Elimination of phenols, ammonia and cyanide in wash water from biomass gasification, and nitrogen recycling using planted trickling filters
Junge, Ranka (2009). Elimination of phenols, ammonia and cyanide in wash water from biomass gasification, and nitrogen recycling using planted trickling filters. Water Science and Technology, 60, 12. doi:10.2166/wst.2009.728. Peer reviewed.; ;
Trickling filters were used to treat wash water from a wood gasifier. This wash water contained toxic substances such as ammonium, cyanide, phenols, and PAH. The goal was to develop a system that degraded toxic substances, and achieved full nitrification of ammonia. A 1 kW model wood gasifier plant delivered wash water for the experiments, which was standardized to a conductivity of 3 mS/cm by dilution. Toxicity was assessed by bacterial luminescence detection, germination test with cress (Lepidium sativum), and pot plants cultivated in a hydroponic setup irrigated continuously with the wastewater. Treatment experiments were done both in planted and unplanted trickling filters. Plant yield was similar to conventional hydroponic production systems. The trickling filters achieved complete detoxification of phenol, PAH and cyanide as well as full nitrification. The specific elimination rates were 100 g m-3 Leca d-1 for phenols and 90 g m-3 Leca d-1 for ammonium in planted systems. In unplanted trickling filters circulated for 63 h, phenol concentration decreased from 83.5 mg/l to 2.5 mg/l and cyanide concentration from 0.32 mg/l to 0.02 mg/l. PAH concentrations were reduced from 3?050 µg/l to 0.89 µg/l within 68 days.
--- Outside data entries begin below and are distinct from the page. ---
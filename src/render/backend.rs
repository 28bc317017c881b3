// ============================================
// Backend Traits - Что квадродерево требует от рендера
// ============================================

use ultraviolet::Mat4;

use crate::error::TerrainError;
use crate::terrain::TerrainVertex;

/// Выделение меша (вершинный + индексный буфер) на стороне устройства
pub trait MeshAllocator {
    /// Хэндл меша, которым владеет лист
    type Mesh;

    fn create_mesh(
        &mut self,
        label: &str,
        vertices: &[TerrainVertex],
        indices: &[u32],
    ) -> Result<Self::Mesh, TerrainError>;
}

/// Привязать и нарисовать меш листа (indexed triangle list)
pub trait MeshRenderer<G> {
    fn draw_mesh(&mut self, mesh: &G);
}

/// Нарисовать модель с мировой матрицей
pub trait ModelRenderer<A> {
    fn draw_model(&mut self, asset: &A, world: Mat4, view: &Mat4, projection: &Mat4);
}

/// Матрицы кадра
#[derive(Debug, Clone, Copy, PartialEq)]
pub struct FrameContext {
    pub view: Mat4,
    pub projection: Mat4,
    /// projection * view, по нему идёт culling
    pub view_projection: Mat4,
}

impl FrameContext {
    pub fn new(view: Mat4, projection: Mat4) -> Self {
        Self {
            view,
            projection,
            view_projection: projection * view,
        }
    }
}

impl Default for FrameContext {
    fn default() -> Self {
        Self::new(Mat4::identity(), Mat4::identity())
    }
}
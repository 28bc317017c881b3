// ============================================
// Quadterrain - Террейн из heightmap на квадродереве
// ============================================
// Heightmap -> иерархия мешей, frustum culling,
// запросы высоты и размещение объектов по узлам

pub mod config;
pub mod error;
pub mod render;
pub mod terrain;

pub use config::{HeightInterpolation, TerrainConfig};
pub use error::TerrainError;
pub use render::{FrameContext, MeshAllocator, MeshRenderer, ModelRenderer};
pub use terrain::{
    compute_normals, CullResult, HeightField, NodeArena, NodeId, NormalField, QuadTree, QuadTreeNode,
    ModelId, ModelPlacement, ComponentId, TerrainComponent, TerrainVertex,
    DEFAULT_HEIGHT_SCALE, OUT_OF_RANGE,
};
// ============================================
// QuadTree Module - Иерархия секторов террейна
// ============================================
// node    - арена узлов, прямоугольники, поиск владельца
// build   - рекурсивный buildout из heightmap
// culling - проверка AABB против frustum
// draw    - проход отрисовки
// query   - высота в точке
// objects - модели и компоненты
// tree    - публичный контейнер

mod build;
mod culling;
mod draw;
mod node;
mod objects;
mod query;
mod tree;

pub use culling::{classify_corners, CullResult};
pub use node::{NodeArena, NodeId, NodeRect, QuadTreeNode, NE, NW, OUT_OF_RANGE, SE, SW};
pub use objects::{ComponentId, ModelId, ModelPlacement, TerrainComponent};
pub use tree::QuadTree;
The assays demonstrated the feasibility of using the technique to construct a treatment system in a partially closed circulation for gasifier wash water. The principal advantage is to convert toxic effluents from biomass gasifiers into a non-toxic, nitrogen-rich fertilizer water, enabling subsequent use in plant production and thus income generation. However, the questions of long-term performance and possible accumulation of phenols and heavy metals in the produce still have to be studied.